Those Wild Wyndhams is a magnificent first book by the historian and barrister Claudia Renton. It is the startlingly intimate portrait of three sisters who were at the centre of cultural and political life in late Victorian and Edwardian Britain. This description, together with the unnecessarily florid gold writing on the cover, may imply an entertaining romp. In fact it's something far more profound. Renton's book has the wisdom, excitement and psychological depth of a very good novel. She succeeds in the difficult feat of combining the novelist's art with the historian's craft, laying her sources and workings before us.

HarperCollins is marketing Mary, Madeline and Pamela Wyndham as the successors to Amanda Foreman's Georgiana Cavendish, and certainly they were as beautiful, influential and aristocratic as the 18th-century duchess. The Wyndhams counted Henry James, Oscar Wilde and Edward Burne-Jones among their friends. They were painted by John Singer Sargent (the portrait was hailed by the Times as "the greatest picture of modern times"). Mary was the lover of a prime minister and Pamela of the foreign secretary who led the country into the first world war.

However, these women were considerably more likable than the ambitious, gambling Georgiana. The book's appeal lies both in how well we come to know the Wyndham sisters and how enjoyable they are to know. These are women who lived in castles, who had retinues of servants and who, depending on your point of view, might be distasteful in their privilege or alluring in their finery. But they are most compelling not in their frenzied socialising or political manoeuvring but in their complex negotiations between head and heart. All three attempted to live both well and fully, balancing the competing claims of kindness and passion.

The real heroine of the book is the oldest sister, Mary, who was less beautiful and self-important than Pamela (the sister most like Georgiana) and more restless than the happily married Madeline. A tomboy as a child, aged nine Mary was keeping up with the hounds. Aged 17, she fell in love with Arthur Balfour, the future prime minister. Tall, dark and witty, the 31-year-old Balfour was a practised though somewhat hapless womaniser, of whom Gladstone's daughter said ruefully "he has but to smile and women and men fall prone at his feet".

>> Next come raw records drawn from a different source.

use thiserror::Error;

/// A convenience `Result` alias using [`MeshError`].
pub type MeshResult<T> = Result<T, MeshError>;

/// Top-level error type for the agentmesh coordination core.
///
/// The first three variants form the domain taxonomy: a malformed entity
/// rejected before it is stored, a reference to an unknown id, and a task
/// state-machine violation. Queue overflow is deliberately *not* an error —
/// the event queue drops and counts instead.
#[derive(Debug, Error)]
pub enum MeshError {
    /// An entity failed validation before being stored.
    #[error("Validation error: {0}")]
    Validation(String),

    /// A task, context, or agent id that does not exist.
    #[error("Not found: {0}")]
    NotFound(String),

    /// A task status transition outside the allowed table.
    #[error("Invalid status transition: {from} -> {to}")]
    InvalidTransition {
        /// Status the task currently holds.
        from: String,
        /// Status that was requested.
        to: String,
    },

    /// A task id that is already taken.
    #[error("Task already exists: {0}")]
    DuplicateTask(String),

    /// A context id that is already taken.
    #[error("Context already exists: {0}")]
    DuplicateContext(String),

    /// An error from the orchestration engine.
    #[error("Orchestration error: {0}")]
    Orchestration(String),

    /// A JSON serialization or deserialization error.
    #[error("JSON error: {0}")]
    Json(#[from] serde_json::Error),

    /// A lower-level failure re-raised by a manager-level operation,
    /// carrying the operation name and the original cause.
    #[error("{operation} failed: {source}")]
    Operation {
        /// Name of the manager operation that failed.
        operation: String,
        /// The underlying error.
        #[source]
        source: Box<MeshError>,
    },
}

impl MeshError {
    /// Wraps this error with the name of the manager operation that hit it.
    pub fn in_operation(self, operation: impl Into<String>) -> Self {
        MeshError::Operation {
            operation: operation.into(),
            source: Box::new(self),
        }
    }

    /// True if this error is a [`MeshError::NotFound`], looking through any
    /// [`MeshError::Operation`] wrapping. Hosting layers use this to map to
    /// a not-found response; everything else maps to an internal error.
    pub fn is_not_found(&self) -> bool {
        matches!(self.root_cause(), MeshError::NotFound(_))
    }

    /// The innermost error, unwrapping any [`MeshError::Operation`] layers.
    pub fn root_cause(&self) -> &MeshError {
        match self {
            MeshError::Operation { source, .. } => source.root_cause(),
            other => other,
        }
    }
}
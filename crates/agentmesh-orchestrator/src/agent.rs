use agentmesh_core::{MeshResult, RequestContext};
use agentmesh_events::EventQueue;
use agentmesh_registry::AgentSkill;
use async_trait::async_trait;

/// The single seam between the orchestrator and a concrete worker.
///
/// `execute` is expected to place at most one terminal event (a response or
/// an error) on the supplied queue before returning; the orchestrator
/// drains exactly one. Internal failures surface as an `Err`, which the
/// orchestrator records as a failed outcome without halting the other
/// agents. There is no cancellation: once awaited, a hung `execute` stalls
/// its slot.
#[async_trait]
pub trait Agent: Send + Sync {
    /// The agent's readable name, used in outcome records.
    fn name(&self) -> &str;

    /// The skills this agent advertises.
    fn skills(&self) -> &[AgentSkill];

    /// Runs the agent against the request, enqueueing its terminal event.
    async fn execute(&self, context: &RequestContext, queue: &EventQueue) -> MeshResult<()>;
}
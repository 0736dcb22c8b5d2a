use crate::Payload;
use chrono::{DateTime, Utc};
use serde::{Deserialize, Serialize};
use uuid::Uuid;

/// Input produced by an external processing pipeline.
///
/// The core only reads `text` and `kind` (for the discovery relevance rule)
/// and passes the whole value through to agents untouched.
#[derive(Debug, Clone, Serialize, Deserialize)]
pub struct ProcessedData {
    /// Extracted textual content of the input.
    pub text: String,
    /// Declared input type (e.g. `"text"`, `"document"`, `"image"`).
    #[serde(rename = "type")]
    pub kind: String,
    /// Any further pipeline output, carried opaquely.
    #[serde(flatten, default)]
    pub extra: Payload,
}

impl ProcessedData {
    /// Creates a processed input with the given text and declared type.
    pub fn new(text: impl Into<String>, kind: impl Into<String>) -> Self {
        Self {
            text: text.into(),
            kind: kind.into(),
            extra: Payload::new(),
        }
    }

    /// Attaches an extra pipeline field.
    pub fn with_field(mut self, key: impl Into<String>, value: serde_json::Value) -> Self {
        self.extra.insert(key.into(), value);
        self
    }
}

/// Per-invocation context handed to an agent's `execute`.
///
/// The orchestrator builds a fresh one for every (agent, iteration) attempt;
/// agents never share a context.
#[derive(Debug, Clone, Serialize, Deserialize)]
pub struct RequestContext {
    /// Unique id for this invocation.
    pub request_id: String,
    /// The message the agent is asked to act on.
    pub message: String,
    /// UTC timestamp of when the context was built.
    pub timestamp: DateTime<Utc>,
    /// Arbitrary key-value metadata (e.g. the loop iteration index).
    #[serde(default)]
    pub metadata: Payload,
    /// Originating user, when known.
    pub user_id: Option<String>,
    /// Originating session, when known.
    pub session_id: Option<String>,
}

impl RequestContext {
    /// Creates a context with the given message and request id.
    pub fn new(message: impl Into<String>, request_id: impl Into<String>) -> Self {
        Self {
            request_id: request_id.into(),
            message: message.into(),
            timestamp: Utc::now(),
            metadata: Payload::new(),
            user_id: None,
            session_id: None,
        }
    }

    /// Creates a context with a generated request id, prefixed by the caller
    /// (e.g. `"seq"`, `"loop"`).
    pub fn generated(message: impl Into<String>, prefix: &str) -> Self {
        Self::new(message, format!("{prefix}_{}", Uuid::new_v4()))
    }

    /// Sets a metadata entry.
    pub fn set_metadata(&mut self, key: impl Into<String>, value: serde_json::Value) {
        self.metadata.insert(key.into(), value);
    }

    /// Reads a metadata entry.
    pub fn get_metadata(&self, key: &str) -> Option<&serde_json::Value> {
        self.metadata.get(key)
    }
}
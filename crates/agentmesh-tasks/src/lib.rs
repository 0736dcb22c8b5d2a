//! Task and context bookkeeping for multi-step agent work.
//!
//! The [`TaskManager`] is the authoritative store for task records and
//! enforces the lifecycle state machine (Pending → InProgress →
//! Completed/Failed, with an AuthRequired detour). The [`ContextManager`]
//! groups tasks into logical contexts, holding only advisory id references —
//! the task manager stays the source of truth for existence.
//!
//! Neither store persists anything; a process restart loses all records.
//!
//! # Main types
//!
//! - [`Task`] / [`TaskStatus`] — One unit of work and its closed lifecycle.
//! - [`TaskManager`] — Task store, transitions, cleanup.
//! - [`Context`] / [`ContextUpdate`] — A task grouping and its field updates.
//! - [`ContextManager`] — Context store, cascade deletion, statistics.

/// Context record and update types.
pub mod context;
/// Context store and grouping operations.
pub mod context_manager;
/// Task record and status types.
pub mod task;
/// Task store and lifecycle operations.
pub mod task_manager;

pub use context::{Context, ContextStatistics, ContextUpdate};
pub use context_manager::{AllContextsStatistics, ContextManager};
pub use task::{Task, TaskStatus};
pub use task_manager::{TaskManager, TaskStatistics};
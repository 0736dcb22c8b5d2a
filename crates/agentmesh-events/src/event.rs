use agentmesh_core::Payload;
use chrono::{DateTime, Utc};
use serde::{Deserialize, Serialize};
use uuid::Uuid;

/// Delivery priority of an [`Event`].
///
/// Selects which FIFO lane the event lands in; dequeue order across lanes
/// is strictly `High` → `Normal` → `Low`.
#[derive(Debug, Clone, Copy, PartialEq, Eq, Hash, Serialize, Deserialize)]
#[serde(rename_all = "lowercase")]
pub enum Priority {
    /// Drained before everything else.
    High,
    /// The default lane.
    Normal,
    /// Drained only when the other lanes are empty.
    Low,
}

impl Priority {
    /// Maps a signed priority level by sign: positive = high, zero = normal,
    /// negative = low. Compatibility shim for callers that still speak the
    /// integer convention.
    pub fn from_level(level: i32) -> Self {
        match level {
            l if l > 0 => Priority::High,
            l if l < 0 => Priority::Low,
            _ => Priority::Normal,
        }
    }
}

impl std::fmt::Display for Priority {
    fn fmt(&self, f: &mut std::fmt::Formatter<'_>) -> std::fmt::Result {
        match self {
            Priority::High => write!(f, "high"),
            Priority::Normal => write!(f, "normal"),
            Priority::Low => write!(f, "low"),
        }
    }
}

/// One asynchronous message between agents.
///
/// Created at enqueue time and destroyed at dequeue — once a consumer takes
/// it off the queue, the queue retains nothing.
#[derive(Debug, Clone, Serialize, Deserialize)]
pub struct Event {
    /// Unique identifier for this event.
    pub event_id: String,
    /// Tag describing what kind of event this is (e.g. `"response"`, `"error"`).
    pub event_type: String,
    /// Opaque payload.
    pub content: serde_json::Value,
    /// UTC timestamp of creation.
    pub timestamp: DateTime<Utc>,
    /// Arbitrary key-value metadata.
    #[serde(default)]
    pub metadata: Payload,
    /// Producing agent, when known.
    pub sender_id: Option<String>,
    /// Intended consumer, when known.
    pub receiver_id: Option<String>,
    /// Lane this event is routed to.
    pub priority: Priority,
}

impl Event {
    /// Creates a normal-priority event with a generated id.
    pub fn new(event_type: impl Into<String>, content: serde_json::Value) -> Self {
        Self {
            event_id: Uuid::new_v4().to_string(),
            event_type: event_type.into(),
            content,
            timestamp: Utc::now(),
            metadata: Payload::new(),
            sender_id: None,
            receiver_id: None,
            priority: Priority::Normal,
        }
    }

    /// Sets the priority.
    pub fn with_priority(mut self, priority: Priority) -> Self {
        self.priority = priority;
        self
    }

    /// Sets the sending agent id.
    pub fn with_sender(mut self, sender_id: impl Into<String>) -> Self {
        self.sender_id = Some(sender_id.into());
        self
    }

    /// Sets the receiving agent id.
    pub fn with_receiver(mut self, receiver_id: impl Into<String>) -> Self {
        self.receiver_id = Some(receiver_id.into());
        self
    }

    /// Attaches a metadata entry.
    pub fn with_metadata(mut self, key: impl Into<String>, value: serde_json::Value) -> Self {
        self.metadata.insert(key.into(), value);
        self
    }
}
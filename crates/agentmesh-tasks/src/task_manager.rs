use crate::task::{Task, TaskStatus};
use agentmesh_core::{MeshError, MeshResult, Payload};
use chrono::{Duration, Utc};
use serde::Serialize;
use std::collections::{BTreeMap, HashMap};
use tracing::{debug, info};
use uuid::Uuid;

/// Store-wide task counts.
#[derive(Debug, Clone, Serialize)]
pub struct TaskStatistics {
    /// Tasks currently stored.
    pub total_tasks: usize,
    /// Contexts with at least one indexed task.
    pub total_contexts: usize,
    /// Task count per status, keyed by the status wire name.
    pub status_counts: BTreeMap<String, usize>,
    /// Ids of the indexed contexts, sorted.
    pub contexts: Vec<String>,
}

/// Authoritative task store and lifecycle state machine.
///
/// Owns every [`Task`] record and the per-context index of task ids. All
/// mutation goes through the status-transition operations; an illegal
/// transition fails without touching the task.
#[derive(Debug, Default)]
pub struct TaskManager {
    tasks: HashMap<String, Task>,
    /// context_id -> task ids, in creation order.
    contexts: HashMap<String, Vec<String>>,
}

impl TaskManager {
    /// Creates an empty manager.
    pub fn new() -> Self {
        Self::default()
    }

    /// Creates a new `Pending` task and indexes it under its context.
    ///
    /// Fails with a validation error if `context_id`, `skill_id`, or
    /// `input_data` is empty, or with a duplicate error if `task_id` is
    /// already taken. A missing `task_id` gets a generated UUID.
    pub fn create_task(
        &mut self,
        context_id: impl Into<String>,
        skill_id: impl Into<String>,
        input_data: Payload,
        task_id: Option<String>,
    ) -> MeshResult<Task> {
        let context_id = context_id.into();
        let skill_id = skill_id.into();
        let task_id = task_id.unwrap_or_else(|| Uuid::new_v4().to_string());

        self.try_create(context_id, skill_id, input_data, task_id)
            .map_err(|e| e.in_operation("create_task"))
    }

    fn try_create(
        &mut self,
        context_id: String,
        skill_id: String,
        input_data: Payload,
        task_id: String,
    ) -> MeshResult<Task> {
        if context_id.is_empty() {
            return Err(MeshError::Validation("task without context_id".to_string()));
        }
        if skill_id.is_empty() {
            return Err(MeshError::Validation(format!(
                "task {task_id} without skill_id"
            )));
        }
        if input_data.is_empty() {
            return Err(MeshError::Validation(format!(
                "task {task_id} without input_data"
            )));
        }
        if self.tasks.contains_key(&task_id) {
            return Err(MeshError::DuplicateTask(task_id));
        }

        let task = Task::new(&task_id, &context_id, skill_id, input_data);
        self.tasks.insert(task_id.clone(), task.clone());
        self.contexts.entry(context_id.clone()).or_default().push(task_id.clone());

        info!(task_id = %task_id, context_id = %context_id, "task created");
        Ok(task)
    }

    /// Looks up a task by id.
    pub fn get_task(&self, task_id: &str) -> Option<&Task> {
        self.tasks.get(task_id)
    }

    /// All tasks indexed under a context, in creation order.
    pub fn get_tasks_by_context(&self, context_id: &str) -> Vec<&Task> {
        self.contexts
            .get(context_id)
            .map(|ids| ids.iter().filter_map(|id| self.tasks.get(id)).collect())
            .unwrap_or_default()
    }

    /// All tasks with the given status, ordered by creation time.
    pub fn get_tasks_by_status(&self, status: TaskStatus) -> Vec<&Task> {
        let mut tasks: Vec<&Task> = self
            .tasks
            .values()
            .filter(|t| t.status == status)
            .collect();
        tasks.sort_by_key(|t| t.created_at);
        tasks
    }

    /// Moves a task to `new_status`, stamping `updated_at` and merging any
    /// provided output payload and error message.
    ///
    /// Fails without mutating the task if the id is unknown or the edge is
    /// outside the transition table.
    pub fn update_task_status(
        &mut self,
        task_id: &str,
        new_status: TaskStatus,
        output_data: Option<Payload>,
        error_message: Option<String>,
    ) -> MeshResult<Task> {
        self.try_update(task_id, new_status, output_data, error_message)
            .map_err(|e| e.in_operation("update_task_status"))
    }

    fn try_update(
        &mut self,
        task_id: &str,
        new_status: TaskStatus,
        output_data: Option<Payload>,
        error_message: Option<String>,
    ) -> MeshResult<Task> {
        let task = self
            .tasks
            .get_mut(task_id)
            .ok_or_else(|| MeshError::NotFound(format!("task {task_id}")))?;

        // Validate before touching anything; a rejected transition must
        // leave the task exactly as it was.
        if !task.status.can_transition_to(new_status) {
            return Err(MeshError::InvalidTransition {
                from: task.status.to_string(),
                to: new_status.to_string(),
            });
        }

        task.status = new_status;
        task.updated_at = Utc::now();
        if let Some(output) = output_data {
            task.output_data.get_or_insert_with(Payload::new).extend(output);
        }
        if let Some(message) = error_message {
            task.error_message = Some(message);
        }

        info!(task_id = %task_id, status = %new_status, "task status updated");
        Ok(task.clone())
    }

    /// Moves a task to `InProgress`.
    pub fn start_task(&mut self, task_id: &str) -> MeshResult<Task> {
        self.update_task_status(task_id, TaskStatus::InProgress, None, None)
    }

    /// Moves a task to `Completed` with its output payload.
    pub fn complete_task(&mut self, task_id: &str, output_data: Payload) -> MeshResult<Task> {
        self.update_task_status(task_id, TaskStatus::Completed, Some(output_data), None)
    }

    /// Moves a task to `Failed` with an error message.
    pub fn fail_task(&mut self, task_id: &str, error_message: impl Into<String>) -> MeshResult<Task> {
        self.update_task_status(task_id, TaskStatus::Failed, None, Some(error_message.into()))
    }

    /// Moves a task to `AuthRequired`. A missing message defaults to
    /// `"Authentication required"`.
    pub fn require_auth_task(
        &mut self,
        task_id: &str,
        auth_message: Option<String>,
    ) -> MeshResult<Task> {
        let message = auth_message.unwrap_or_else(|| "Authentication required".to_string());
        self.update_task_status(task_id, TaskStatus::AuthRequired, None, Some(message))
    }

    /// Removes a task and its context-index entry. Returns false if the id
    /// is unknown.
    pub fn delete_task(&mut self, task_id: &str) -> bool {
        let Some(task) = self.tasks.remove(task_id) else {
            return false;
        };

        if let Some(ids) = self.contexts.get_mut(&task.context_id) {
            ids.retain(|id| id != task_id);
            if ids.is_empty() {
                self.contexts.remove(&task.context_id);
            }
        }

        info!(task_id = %task_id, "task deleted");
        true
    }

    /// Deletes every task indexed under a context. Returns how many were
    /// removed.
    pub fn delete_context(&mut self, context_id: &str) -> usize {
        let task_ids = self.contexts.get(context_id).cloned().unwrap_or_default();
        let deleted = task_ids
            .iter()
            .filter(|id| self.delete_task(id))
            .count();

        info!(context_id = %context_id, deleted, "context tasks deleted");
        deleted
    }

    /// Deletes tasks older than `max_age_hours`. Best-effort: returns how
    /// many were removed.
    pub fn cleanup_old_tasks(&mut self, max_age_hours: u32) -> usize {
        let cutoff = Utc::now() - Duration::hours(i64::from(max_age_hours));
        let stale: Vec<String> = self
            .tasks
            .values()
            .filter(|t| t.created_at < cutoff)
            .map(|t| t.task_id.clone())
            .collect();

        let deleted = stale.iter().filter(|id| self.delete_task(id)).count();
        debug!(deleted, "old task cleanup complete");
        deleted
    }

    /// Store-wide counts per status and per context.
    pub fn task_statistics(&self) -> TaskStatistics {
        let mut status_counts = BTreeMap::new();
        for status in TaskStatus::ALL {
            let count = self.tasks.values().filter(|t| t.status == status).count();
            status_counts.insert(status.to_string(), count);
        }

        let mut contexts: Vec<String> = self.contexts.keys().cloned().collect();
        contexts.sort();

        TaskStatistics {
            total_tasks: self.tasks.len(),
            total_contexts: self.contexts.len(),
            status_counts,
            contexts,
        }
    }

    /// Number of tasks stored.
    pub fn task_count(&self) -> usize {
        self.tasks.len()
    }
}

Balfour was unmarried but was too frightened and too slow for Mary Wyndham. By the time he recognised his love for her, she had married Hugo, Lord Elcho, a feckless gambler and a flirt. The marriage was unhappy and both Mary and Balfour regretted their missed opportunity. "You were the only man I wanted for my husband and it's a great compliment to you!" she later told him, "but you wouldn't give me a chance of showing you… and you were afraid, afraid, afraid!"

Luckily for Balfour, Mary and Hugo belonged to "the Souls", a group of powerful aristocrats attempting to live beautifully by dedicating themselves to art, learning and sexual equality. A generation of women brought up with chaperones now sat talking to men in their bedrooms about ethics and art. After one "ethical luncheon", Mary reported that she argued "about the word implied & implicit till 1 o'clock and then couldn't sleep from excitement".

All this intellectual fervour was partly a mode of channelling repressed sexual energy. The Souls were more emotionally than sexually promiscuous, at least in theory; their love affairs were courtly rather than consummated. Nonetheless there was a possibility for intimacy that enabled Mary and Balfour to maintain an immensely sustaining public alliance. When Mary's three-year-old son, Colin, died from scarlet fever, it was Balfour who comforted her, assuring her of the perfection of her bond with her child.

However, Balfour, though supportive, was rarely demonstrative, dismissing verbal compliments as "impossible". As a result, Mary allowed herself to be seduced and impregnated by her cousin, the poet Wilfrid Scawen Blunt, once the lover of her mother, while visiting him in the desert. Mary confessed the liaison with Blunt to her husband and her lover, briefly rupturing both relationships. However, her new-found sexual liberation quickly extended to her love affair. By the time that Balfour became prime minister in 1902, his relationship with Mary was sexual and she played a crucial role in advising him on policy and appointments. Partly as a result of her influence, Balfour filled his cabinet with Souls. The world recognised Mary's new eminence; she was granted a two-hour tete-a-tete with the kaiser in Berlin. Renton points out that it's telling that neither Mary nor her sisters supported female suffrage. They did not need to, given that they had more influence than most of the men of their day.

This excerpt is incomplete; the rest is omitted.